Supplied data:
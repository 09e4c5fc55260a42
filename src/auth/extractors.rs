//! Axum extractors reading the identity attached by the authenticator.

use std::convert::Infallible;

use axum::{extract::FromRequestParts, http::request::Parts};

use super::errors::AuthError;
use super::types::Identity;

/// Extractor for endpoints that require an authenticated identity.
pub struct Auth(pub Identity);

impl<S> FromRequestParts<S> for Auth
where
    S: Send + Sync,
{
    type Rejection = AuthError;

    async fn from_request_parts(parts: &mut Parts, _state: &S) -> Result<Self, Self::Rejection> {
        parts
            .extensions
            .get::<Identity>()
            .cloned()
            .map(Auth)
            .ok_or(AuthError::NotAuthenticated)
    }
}

/// Optional authentication extractor - never fails.
/// Useful for endpoints that work both authenticated and unauthenticated.
pub struct OptionalAuth(pub Option<Identity>);

impl<S> FromRequestParts<S> for OptionalAuth
where
    S: Send + Sync,
{
    type Rejection = Infallible;

    async fn from_request_parts(parts: &mut Parts, _state: &S) -> Result<Self, Self::Rejection> {
        Ok(OptionalAuth(parts.extensions.get::<Identity>().cloned()))
    }
}

/// Extractor for admin-only endpoints.
pub struct AdminOnly(pub Identity);

impl<S> FromRequestParts<S> for AdminOnly
where
    S: Send + Sync,
{
    type Rejection = AuthError;

    async fn from_request_parts(parts: &mut Parts, state: &S) -> Result<Self, Self::Rejection> {
        let Auth(identity) = Auth::from_request_parts(parts, state).await?;
        if !identity.is_admin() {
            return Err(AuthError::InsufficientRole);
        }
        Ok(AdminOnly(identity))
    }
}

Aim of the task: Each line above should appear again, reproduced exactly.

Task result:
repository 09e4c5fc55260a42
filename src/auth/extractors.rs
//! Axum extractors reading the identity attached by the authenticator.

use std::convert::Infallible;

use axum::{extract::FromRequestParts, http::request::Parts};

use super::errors::AuthError;
use super::types::Identity;

/// Extractor for endpoints that require an authenticated identity.
pub struct Auth(pub Identity);

impl<S> FromRequestParts<S> for Auth
where
    S: Send + Sync,
{
    type Rejection = AuthError;

    async fn from_request_parts(parts: &mut Parts, _state: &S) -> Result<Self, Self::Rejection> {
        parts
            .extensions
            .get::<Identity>()
            .cloned()
            .map(Auth)
            .ok_or(AuthError::NotAuthenticated)
    }
}

/// Optional authentication extractor - never fails.
/// Useful for endpoints that work both authenticated and unauthenticated.
pub struct OptionalAuth(pub Option<Identity>);

impl<S> FromRequestParts<S> for OptionalAuth
where
    S: Send + Sync,
{
    type Rejection = Infallible;

    async fn from_request_parts(parts: &mut Parts, _state: &S) -> Result<Self, Self::Rejection> {
        Ok(OptionalAuth(parts.extensions.get::<Identity>().cloned()))
    }
}

/// Extractor for admin-only endpoints.
pub struct AdminOnly(pub Identity);

impl<S> FromRequestParts<S> for AdminOnly
where
    S: Send + Sync,
{
    type Rejection = AuthError;

    async fn from_request_parts(parts: &mut Parts, state: &S) -> Result<Self, Self::Rejection> {
        let Auth(identity) = Auth::from_request_parts(parts, state).await?;
        if !identity.is_admin() {
            return Err(AuthError::InsufficientRole);
        }
        Ok(AdminOnly(identity))
    }
}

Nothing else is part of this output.